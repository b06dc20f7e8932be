//! Appliance information (VMstore).

use crate::client::TintriClient;
use crate::models::ApplianceInfo;
use crate::session::Session;
use crate::Result;

pub(crate) const APPLIANCE_INFO_PATH: &str = "/v310/appliance/default/info";

impl TintriClient {
    /// Fetch model and OS information for the default appliance.
    ///
    /// # Errors
    ///
    /// API fault on non-200, parse fault on an undecodable body.
    pub async fn appliance_info(&self, session: &Session) -> Result<ApplianceInfo> {
        self.get(APPLIANCE_INFO_PATH, Some(session)).await?.json()
    }
}

#[cfg(test)]
mod tests {
    use super::*;
    use serde_json::json;
    use wiremock::matchers::{method, path};
    use wiremock::{Mock, MockServer, ResponseTemplate};

    #[tokio::test]
    async fn appliance_info_decodes_model_and_os() {
        let server = MockServer::start().await;
        Mock::given(method("GET"))
            .and(path("/api/v310/appliance/default/info"))
            .respond_with(ResponseTemplate::new(200).set_body_json(json!({
                "modelName": "T5080",
                "osVersion": "4.2.1.1-7706.35097.22100",
                "uptime": 1234
            })))
            .mount(&server)
            .await;

        let client = TintriClient::new(server.uri()).unwrap();
        let info = client.appliance_info(&Session::new("S")).await.unwrap();
        assert_eq!(info.model_name.as_deref(), Some("T5080"));
        assert_eq!(info.os_version.as_deref(), Some("4.2.1.1-7706.35097.22100"));
        assert!(info.extra.contains_key("uptime"));
    }
}
/// A scale-out recommendation for one VMstore pool.
#[derive(Debug, Clone, Serialize, Deserialize, PartialEq)]
#[serde(rename_all = "camelCase")]
pub struct Recommendation {
    /// Recommendation identifier, quoted when accepting.
    pub id: String,
    /// Lifecycle state, e.g. `AVAILABLE` or `NO_RECOMMENDATION_NEEDED`.
    pub state: String,
    /// Remaining recommendation attributes (issues, actions, outcomes).
    #[serde(flatten)]
    pub extra: serde_json::Map<String, serde_json::Value>,
}

impl Recommendation {
    /// State of a recommendation that is ready to be accepted.
    pub const STATE_AVAILABLE: &'static str = "AVAILABLE";

    /// Returns true when the recommendation can be accepted.
    #[must_use]
    pub fn is_available(&self) -> bool {
        self.state == Self::STATE_AVAILABLE
    }
}

/// Appliance hardware and software description.
#[derive(Debug, Clone, Serialize, Deserialize, PartialEq)]
#[serde(rename_all = "camelCase")]
pub struct ApplianceInfo {
    /// Hardware model name.
    #[serde(default, skip_serializing_if = "Option::is_none")]
    pub model_name: Option<String>,
    /// Appliance OS version.
    #[serde(default, skip_serializing_if = "Option::is_none")]
    pub os_version: Option<String>,
    /// Remaining appliance attributes.
    #[serde(flatten)]
    pub extra: serde_json::Map<String, serde_json::Value>,
}

/// Filter posted to the downloadable VM report endpoint.
#[derive(Debug, Clone, Serialize)]
#[serde(rename_all = "camelCase")]
pub struct VmReportFilter {
    type_id: &'static str,
    /// Attachment (output) file name.
    pub attachment: String,
    /// Attribute names to include in the report.
    pub attributes: Vec<String>,
    /// Start of the reporting window; empty for unbounded.
    pub since: String,
    /// End of the reporting window; empty for unbounded.
    pub until: String,
    /// Report format.
    pub format: String,
}

impl VmReportFilter {
    /// Build a CSV report filter over the full reporting window.
    #[must_use]
    pub fn csv(attachment: impl Into<String>, attributes: Vec<String>) -> Self {
        Self {
            type_id: VM_REPORT_FILTER_TYPE_ID,
            attachment: attachment.into(),
            attributes,
            since: String::new(),
            until: String::new(),
            format: "CSV".to_string(),
        }
    }
}
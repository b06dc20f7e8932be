//! Session-based REST client for Tintri VMstore appliances and Global
//! Center management servers.
//!
//! The client wraps the appliance REST API behind a small surface: session
//! login/logout, the raw HTTP verbs returning status-carrying responses,
//! streamed file download, and typed operations for the endpoints the
//! bundled command-line utilities exercise.
//!
//! Every call is independent; the only state a caller holds across calls is
//! the [`Session`] token obtained from [`TintriClient::login`], which must be
//! released with [`TintriClient::logout`] on every exit path (or scoped with
//! [`TintriClient::with_session`]). The client never retries; faults are
//! surfaced to the caller as [`tintri_core::Error`].

#![deny(missing_docs)]

pub mod client;
pub mod models;

mod appliance;
mod recommendation;
mod report;
mod servicegroup;
mod session;
mod snapshot;
mod vm;

pub use client::{ApiResponse, TintriClient, TintriClientBuilder};
pub use recommendation::RECOMMENDATION_MIN_MINOR;
pub use servicegroup::SERVICE_GROUP_MIN_MINOR;
pub use session::{Session, SESSION_COOKIE};

/// Convenient result alias that reuses the shared error type.
pub type Result<T> = tintri_core::Result<T>;
//! Convenience builder for HTTP query parameters.
//!
//! Filters on list endpoints are ordered string pairs; a key may repeat to
//! express multi-value filters, so the builder keeps pairs rather than a map.

use std::fmt::Display;

/// Builder for assembling query parameter pairs.
#[derive(Debug, Default, Clone)]
pub struct QueryParams {
    pairs: Vec<(&'static str, String)>,
}

impl QueryParams {
    /// Create a new, empty builder.
    #[must_use]
    pub fn new() -> Self {
        Self { pairs: Vec::new() }
    }

    /// Append a required key/value pair.
    pub fn push<T>(&mut self, key: &'static str, value: T)
    where
        T: Display,
    {
        self.pairs.push((key, value.to_string()));
    }

    /// Append a key/value pair when the value is present.
    pub fn push_opt<T>(&mut self, key: &'static str, value: Option<T>)
    where
        T: ToString,
    {
        if let Some(value) = value {
            self.pairs.push((key, value.to_string()));
        }
    }

    /// Append using a mapping function when the value is present.
    pub fn push_opt_with<T, F>(&mut self, key: &'static str, value: Option<T>, mut map: F)
    where
        F: FnMut(T) -> String,
    {
        if let Some(value) = value {
            self.pairs.push((key, map(value)));
        }
    }

    /// Append the same key once per value.
    pub fn push_all<I, T>(&mut self, key: &'static str, values: I)
    where
        I: IntoIterator<Item = T>,
        T: Display,
    {
        for value in values {
            self.pairs.push((key, value.to_string()));
        }
    }

    /// Borrow the collected key/value pairs.
    #[must_use]
    pub fn as_pairs(&self) -> &[(&'static str, String)] {
        &self.pairs
    }

    /// Return the collected key/value pairs.
    #[must_use]
    pub fn into_pairs(self) -> Vec<(&'static str, String)> {
        self.pairs
    }

    /// Returns true if no parameters have been added.
    #[must_use]
    pub fn is_empty(&self) -> bool {
        self.pairs.is_empty()
    }
}

#[cfg(test)]
mod tests {
    use super::QueryParams;

    #[test]
    fn push_opt_skips_none() {
        let mut params = QueryParams::new();
        params.push_opt("name", Option::<String>::None);
        assert!(params.is_empty());
    }

    #[test]
    fn push_opt_with_applies_mapper() {
        let mut params = QueryParams::new();
        params.push_opt_with("live", Some(true), |live| {
            if live { "TRUE" } else { "FALSE" }.to_string()
        });
        assert_eq!(params.into_pairs(), vec![("live", "TRUE".to_string())]);
    }

    #[test]
    fn push_all_repeats_the_key() {
        let mut params = QueryParams::new();
        params.push_all("uuid", ["a-1", "a-2"]);
        assert_eq!(
            params.into_pairs(),
            vec![
                ("uuid", "a-1".to_string()),
                ("uuid", "a-2".to_string()),
            ]
        );
    }

    #[test]
    fn order_is_preserved() {
        let mut params = QueryParams::new();
        params.push("queryType", "TOP_DOCS_BY_TIME");
        params.push("limit", 1);
        params.push("type", "USER_GENERATED_SNAPSHOT");
        let keys: Vec<_> = params.as_pairs().iter().map(|(k, _)| *k).collect();
        assert_eq!(keys, vec!["queryType", "limit", "type"]);
    }
}
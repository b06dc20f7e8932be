//! Snapshot operations.

use crate::client::TintriClient;
use crate::models::{Snapshot, SnapshotSpec};
use crate::session::Session;
use crate::Result;
use tintri_core::page::Page;
use tintri_core::query::QueryParams;

pub(crate) const SNAPSHOT_PATH: &str = "/v310/snapshot";

impl TintriClient {
    /// Take manual snapshots.
    ///
    /// The endpoint accepts a list of specifications and answers 200 with a
    /// JSON array of the created snapshot UUIDs, in order.
    ///
    /// # Errors
    ///
    /// API fault on any other status, parse fault on an undecodable body.
    pub async fn create_snapshots(
        &self,
        specs: &[SnapshotSpec],
        session: &Session,
    ) -> Result<Vec<String>> {
        self.post(SNAPSHOT_PATH, Some(specs), session)
            .await?
            .expect_status(200)?
            .json()
    }

    /// List snapshots matching `query` (e.g. per-VM or oldest-first).
    ///
    /// # Errors
    ///
    /// API fault on non-200, parse fault on an undecodable body.
    pub async fn list_snapshots(
        &self,
        query: &QueryParams,
        session: &Session,
    ) -> Result<Page<Snapshot>> {
        self.get_query(SNAPSHOT_PATH, query, session).await?.json()
    }

    /// Delete one snapshot by UUID; the endpoint answers 200.
    ///
    /// # Errors
    ///
    /// API fault on any other status.
    pub async fn delete_snapshot(&self, uuid: &str, session: &Session) -> Result<()> {
        self.delete(&format!("{SNAPSHOT_PATH}/{uuid}"), session)
            .await?
            .expect_status(200)
            .map(|_| ())
    }
}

########################################

EXERCISE DIRECTIONS:
The expected answer is an exact copy of the lines above, beginning at the line with "required key/value pair." and ending at the line with "for value in", with both ends in.

COMPLETED TASK:
    /// Append a required key/value pair.
    pub fn push<T>(&mut self, key: &'static str, value: T)
    where
        T: Display,
    {
        self.pairs.push((key, value.to_string()));
    }

    /// Append a key/value pair when the value is present.
    pub fn push_opt<T>(&mut self, key: &'static str, value: Option<T>)
    where
        T: ToString,
    {
        if let Some(value) = value {
            self.pairs.push((key, value.to_string()));
        }
    }

    /// Append using a mapping function when the value is present.
    pub fn push_opt_with<T, F>(&mut self, key: &'static str, value: Option<T>, mut map: F)
    where
        F: FnMut(T) -> String,
    {
        if let Some(value) = value {
            self.pairs.push((key, map(value)));
        }
    }

    /// Append the same key once per value.
    pub fn push_all<I, T>(&mut self, key: &'static str, values: I)
    where
        I: IntoIterator<Item = T>,
        T: Display,
    {
        for value in values {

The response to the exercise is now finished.